* _TASK TO CARRY OUT_:
For the records below, give the count of lines holding the word "DocumentTable" and nothing more.

※ ※ ※

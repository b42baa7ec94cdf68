//! Process-local document store.
//!
//! Intended for development and tests. Writes take the single write lock, so
//! the slot uniqueness check and the write it guards are atomic.

use super::{
    ReservationFilter, ReservationStore, StoreError, StoreResult, TableStore, sort_reservations,
    sort_tables,
};
use crate::model::{Document, Reservation, ReservationPatch, Table, TablePatch};
use crate::types::{DocumentId, RESERVATIONS, TABLES};
use async_trait::async_trait;
use std::collections::BTreeMap;
use tokio::sync::RwLock;

#[derive(Debug, Default)]
pub struct MemoryStore {
    inner: RwLock<Collections>,
}

#[derive(Debug, Default)]
struct Collections {
    reservations: BTreeMap<DocumentId, Reservation>,
    tables: BTreeMap<DocumentId, Table>,
}

impl Collections {
    fn slot_holder(&self, reservation: &Reservation) -> Option<DocumentId> {
        let filter = ReservationFilter::slot(&reservation.slot());
        self.reservations
            .iter()
            .find(|(_, existing)| filter.matches(existing))
            .map(|(id, _)| *id)
    }
}

impl MemoryStore {
    pub fn new() -> Self {
        Self::default()
    }
}

#[async_trait]
impl ReservationStore for MemoryStore {
    async fn insert_reservation(&self, reservation: Reservation) -> StoreResult<DocumentId> {
        let mut inner = self.inner.write().await;
        if inner.slot_holder(&reservation).is_some() {
            return Err(StoreError::SlotTaken(reservation.slot()));
        }
        let id = DocumentId::generate();
        inner.reservations.insert(id, reservation);
        Ok(id)
    }

    async fn find_reservation(&self, id: DocumentId) -> StoreResult<Document<Reservation>> {
        let inner = self.inner.read().await;
        inner
            .reservations
            .get(&id)
            .map(|reservation| Document::new(id, reservation.clone()))
            .ok_or_else(|| StoreError::not_found(RESERVATIONS, id))
    }

    async fn find_reservations(
        &self,
        filter: ReservationFilter,
    ) -> StoreResult<Vec<Document<Reservation>>> {
        let inner = self.inner.read().await;
        let mut found: Vec<_> = inner
            .reservations
            .iter()
            .filter(|(_, reservation)| filter.matches(reservation))
            .map(|(id, reservation)| Document::new(*id, reservation.clone()))
            .collect();
        sort_reservations(&mut found);
        Ok(found)
    }

    async fn count_reservations(&self, filter: ReservationFilter) -> StoreResult<u64> {
        let inner = self.inner.read().await;
        let count = inner
            .reservations
            .values()
            .filter(|reservation| filter.matches(reservation))
            .count();
        Ok(count as u64)
    }

    async fn update_reservation(
        &self,
        id: DocumentId,
        patch: ReservationPatch,
    ) -> StoreResult<()> {
        let mut inner = self.inner.write().await;
        let mut updated = inner
            .reservations
            .get(&id)
            .cloned()
            .ok_or_else(|| StoreError::not_found(RESERVATIONS, id))?;
        patch.apply(&mut updated);

        if inner
            .slot_holder(&updated)
            .is_some_and(|holder| holder != id)
        {
            return Err(StoreError::SlotTaken(updated.slot()));
        }
        inner.reservations.insert(id, updated);
        Ok(())
    }

    async fn delete_reservation(&self, id: DocumentId) -> StoreResult<()> {
        let mut inner = self.inner.write().await;
        inner
            .reservations
            .remove(&id)
            .map(|_| ())
            .ok_or_else(|| StoreError::not_found(RESERVATIONS, id))
    }
}

#[async_trait]
impl TableStore for MemoryStore {
    async fn insert_table(&self, table: Table) -> StoreResult<DocumentId> {
        let id = DocumentId::generate();
        self.inner.write().await.tables.insert(id, table);
        Ok(id)
    }

    async fn find_tables(&self) -> StoreResult<Vec<Document<Table>>> {
        let inner = self.inner.read().await;
        let mut tables: Vec<_> = inner
            .tables
            .iter()
            .map(|(id, table)| Document::new(*id, table.clone()))
            .collect();
        sort_tables(&mut tables);
        Ok(tables)
    }

    async fn update_table(&self, id: DocumentId, patch: TablePatch) -> StoreResult<()> {
        let mut inner = self.inner.write().await;
        let table = inner
            .tables
            .get_mut(&id)
            .ok_or_else(|| StoreError::not_found(TABLES, id))?;
        patch.apply(table);
        Ok(())
    }
}
//! redb-backed document store.
//!
//! # Tables
//!
//! | Table | Key | Value | Purpose |
//! |-------|-----|-------|---------|
//! | `reservations` | document id | JSON `Document<Reservation>` | Reservation documents |
//! | `reservation_slots` | slot key | document id | Slot uniqueness index |
//! | `tables` | document id | JSON `Document<Table>` | Dining table documents |
//!
//! Documents are stored whole, `_id` included, using the same field names as
//! the serde model, so a dump of the database reads like the document
//! collections it replaces.
//!
//! # Slot index
//!
//! `reservation_slots` maps `(table, date, time)` to the reservation holding
//! it. Inserts, slot-moving updates and deletes maintain the index inside the
//! same write transaction as the document, so a taken slot can never be
//! double-booked even when two requests pass the availability pre-check
//! concurrently.

use super::{
    ReservationFilter, ReservationStore, StoreError, StoreResult, TableStore, sort_reservations,
    sort_tables,
};
use crate::model::{Document, Reservation, ReservationPatch, Slot, Table, TablePatch};
use crate::types::{DocumentId, RESERVATIONS, TABLES};
use async_trait::async_trait;
use redb::{Database, ReadableDatabase, ReadableTable, TableDefinition, WriteTransaction};
use serde::Serialize;
use serde::de::DeserializeOwned;
use std::path::Path;
use std::sync::Arc;

type DocumentTable = TableDefinition<'static, &'static str, &'static [u8]>;

/// Reservation documents: key = document id, value = JSON document
const RESERVATIONS_TABLE: DocumentTable = TableDefinition::new(RESERVATIONS);

/// Dining table documents: key = document id, value = JSON document
const TABLES_TABLE: DocumentTable = TableDefinition::new(TABLES);

/// Slot index: key = slot key, value = id of the reservation holding the slot
const SLOTS_TABLE: TableDefinition<&str, &str> = TableDefinition::new("reservation_slots");

fn slot_key(slot: &Slot) -> String {
    format!("{}\u{1f}{}\u{1f}{}", slot.table_id, slot.date, slot.time)
}

/// Document store backed by an embedded redb database.
#[derive(Clone)]
pub struct RedbStore {
    db: Arc<Database>,
}

impl RedbStore {
    /// Open or create the database at the given path.
    pub fn open(path: impl AsRef<Path>) -> StoreResult<Self> {
        Self::init(Database::create(path)?)
    }

    /// Open a database that lives only in memory.
    pub fn open_in_memory() -> StoreResult<Self> {
        let db =
            Database::builder().create_with_backend(redb::backends::InMemoryBackend::new())?;
        Self::init(db)
    }

    fn init(db: Database) -> StoreResult<Self> {
        let write_txn = db.begin_write()?;
        {
            let _ = write_txn.open_table(RESERVATIONS_TABLE)?;
            let _ = write_txn.open_table(TABLES_TABLE)?;
            let _ = write_txn.open_table(SLOTS_TABLE)?;
        }
        write_txn.commit()?;

        Ok(Self { db: Arc::new(db) })
    }

    /// Runs `f` in a write transaction, committing on success and aborting on
    /// error.
    fn write<T>(&self, f: impl FnOnce(&WriteTransaction) -> StoreResult<T>) -> StoreResult<T> {
        let txn = self.db.begin_write()?;
        match f(&txn) {
            Ok(value) => {
                txn.commit()?;
                Ok(value)
            }
            Err(err) => {
                txn.abort()?;
                Err(err)
            }
        }
    }

    fn read_document<T: DeserializeOwned>(
        &self,
        definition: DocumentTable,
        collection: &'static str,
        id: DocumentId,
    ) -> StoreResult<Document<T>> {
        let read_txn = self.db.begin_read()?;
        let table = read_txn.open_table(definition)?;
        let key = id.to_string();
        let document: Option<Document<T>> = table
            .get(key.as_str())?
            .map(|value| serde_json::from_slice(value.value()))
            .transpose()?;
        document.ok_or_else(|| StoreError::not_found(collection, id))
    }

    fn read_documents<T: DeserializeOwned>(
        &self,
        definition: DocumentTable,
    ) -> StoreResult<Vec<Document<T>>> {
        let read_txn = self.db.begin_read()?;
        let table = read_txn.open_table(definition)?;

        let mut documents = Vec::new();
        for result in table.iter()? {
            let (_key, value) = result?;
            documents.push(serde_json::from_slice(value.value())?);
        }
        Ok(documents)
    }
}

fn get_document<T: DeserializeOwned>(
    txn: &WriteTransaction,
    definition: DocumentTable,
    id: &str,
) -> StoreResult<Option<Document<T>>> {
    let table = txn.open_table(definition)?;
    let document: Option<Document<T>> = table
        .get(id)?
        .map(|value| serde_json::from_slice(value.value()))
        .transpose()?;
    Ok(document)
}

fn put_document<T: Serialize>(
    txn: &WriteTransaction,
    definition: DocumentTable,
    document: &Document<T>,
) -> StoreResult<()> {
    let mut table = txn.open_table(definition)?;
    let value = serde_json::to_vec(document)?;
    table.insert(document.id.to_string().as_str(), value.as_slice())?;
    Ok(())
}

/// Points `slot` at `id`, failing if another reservation already holds it.
fn claim_slot(txn: &WriteTransaction, slot: &Slot, id: &str) -> StoreResult<()> {
    let mut slots = txn.open_table(SLOTS_TABLE)?;
    let key = slot_key(slot);
    let holder = slots.get(key.as_str())?.map(|guard| guard.value().to_string());
    if holder.is_some_and(|holder| holder != id) {
        return Err(StoreError::SlotTaken(slot.clone()));
    }
    slots.insert(key.as_str(), id)?;
    Ok(())
}

fn release_slot(txn: &WriteTransaction, slot: &Slot) -> StoreResult<()> {
    let mut slots = txn.open_table(SLOTS_TABLE)?;
    slots.remove(slot_key(slot).as_str())?;
    Ok(())
}

#[async_trait]
impl ReservationStore for RedbStore {
    async fn insert_reservation(&self, reservation: Reservation) -> StoreResult<DocumentId> {
        let document = Document::new(DocumentId::generate(), reservation);
        self.write(|txn| {
            claim_slot(txn, &document.body.slot(), &document.id.to_string())?;
            put_document(txn, RESERVATIONS_TABLE, &document)
        })?;
        Ok(document.id)
    }

    async fn find_reservation(&self, id: DocumentId) -> StoreResult<Document<Reservation>> {
        self.read_document(RESERVATIONS_TABLE, RESERVATIONS, id)
    }

    async fn find_reservations(
        &self,
        filter: ReservationFilter,
    ) -> StoreResult<Vec<Document<Reservation>>> {
        let mut found: Vec<Document<Reservation>> = self
            .read_documents::<Reservation>(RESERVATIONS_TABLE)?
            .into_iter()
            .filter(|document| filter.matches(&document.body))
            .collect();
        sort_reservations(&mut found);
        Ok(found)
    }

    async fn count_reservations(&self, filter: ReservationFilter) -> StoreResult<u64> {
        let found: Vec<Document<Reservation>> = self.read_documents(RESERVATIONS_TABLE)?;
        let count = found
            .iter()
            .filter(|document| filter.matches(&document.body))
            .count();
        Ok(count as u64)
    }

    async fn update_reservation(
        &self,
        id: DocumentId,
        patch: ReservationPatch,
    ) -> StoreResult<()> {
        let key = id.to_string();
        self.write(|txn| {
            let mut document: Document<Reservation> =
                get_document(txn, RESERVATIONS_TABLE, &key)?
                    .ok_or_else(|| StoreError::not_found(RESERVATIONS, id))?;

            let previous = document.body.slot();
            patch.apply(&mut document.body);
            let current = document.body.slot();
            if current != previous {
                claim_slot(txn, &current, &key)?;
                release_slot(txn, &previous)?;
            }
            put_document(txn, RESERVATIONS_TABLE, &document)
        })
    }

    async fn delete_reservation(&self, id: DocumentId) -> StoreResult<()> {
        let key = id.to_string();
        self.write(|txn| {
            let removed = {
                let mut table = txn.open_table(RESERVATIONS_TABLE)?;
                let removed: Option<Document<Reservation>> = table
                    .remove(key.as_str())?
                    .map(|value| serde_json::from_slice(value.value()))
                    .transpose()?;
                removed
            };
            let document = removed.ok_or_else(|| StoreError::not_found(RESERVATIONS, id))?;
            release_slot(txn, &document.body.slot())
        })
    }
}

#[async_trait]
impl TableStore for RedbStore {
    async fn insert_table(&self, table: Table) -> StoreResult<DocumentId> {
        let document = Document::new(DocumentId::generate(), table);
        self.write(|txn| put_document(txn, TABLES_TABLE, &document))?;
        Ok(document.id)
    }

    async fn find_tables(&self) -> StoreResult<Vec<Document<Table>>> {
        let mut tables: Vec<Document<Table>> = self.read_documents(TABLES_TABLE)?;
        sort_tables(&mut tables);
        Ok(tables)
    }

    async fn update_table(&self, id: DocumentId, patch: TablePatch) -> StoreResult<()> {
        let key = id.to_string();
        self.write(|txn| {
            let mut document: Document<Table> = get_document(txn, TABLES_TABLE, &key)?
                .ok_or_else(|| StoreError::not_found(TABLES, id))?;
            patch.apply(&mut document.body);
            put_document(txn, TABLES_TABLE, &document)
        })
    }
}
//! # Document identifiers and collection names
//!
//! Every record in the document store is addressed by a [`DocumentId`]
//! assigned by the store at insert time. On the wire and in the stored
//! documents the identifier is the hyphenated UUID string; anything else is a
//! malformed identifier and is rejected before the store is touched.

use crate::Error;
use core::fmt;
use core::str::FromStr;
use serde::{Deserialize, Serialize};
use uuid::Uuid;

/// Name of the reservation collection.
pub const RESERVATIONS: &str = "reservations";

/// Name of the dining table collection.
pub const TABLES: &str = "tables";

/// Store-assigned identifier of a document.
#[derive(Debug, Clone, Copy, PartialEq, Eq, PartialOrd, Ord, Hash, Serialize, Deserialize)]
#[serde(transparent)]
pub struct DocumentId(Uuid);

impl DocumentId {
    /// Generates a fresh random identifier.
    #[must_use]
    pub fn generate() -> Self {
        Self(Uuid::new_v4())
    }

    /// Parses an identifier received from a client.
    ///
    /// # Errors
    ///
    /// Returns [`Error::MalformedId`] if `raw` is not a UUID.
    pub fn parse(raw: &str) -> Result<Self, Error> {
        Uuid::parse_str(raw.trim())
            .map(Self)
            .map_err(|_| Error::MalformedId {
                id: raw.to_string(),
            })
    }
}

impl fmt::Display for DocumentId {
    fn fmt(&self, f: &mut fmt::Formatter<'_>) -> fmt::Result {
        fmt::Display::fmt(&self.0.hyphenated(), f)
    }
}

impl FromStr for DocumentId {
    type Err = Error;

    fn from_str(s: &str) -> Result<Self, Self::Err> {
        Self::parse(s)
    }
}

#[cfg(test)]
mod tests {
    use super::*;

    #[test]
    fn parse_round_trips_display() {
        let id = DocumentId::generate();
        let parsed = DocumentId::parse(&id.to_string()).unwrap();
        assert_eq!(parsed, id);
    }

    #[test]
    fn parse_rejects_object_id_hex() {
        let err = DocumentId::parse("60d5ec49f1d2c2a1d4e8b0c8").unwrap_err();
        assert!(matches!(err, Error::MalformedId { id } if id == "60d5ec49f1d2c2a1d4e8b0c8"));
    }

    #[test]
    fn parse_rejects_empty() {
        assert!(matches!(
            DocumentId::parse(""),
            Err(Error::MalformedId { .. })
        ));
    }
}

※ ※ ※

* _SOLUTION TO THE PROBLEM_:
7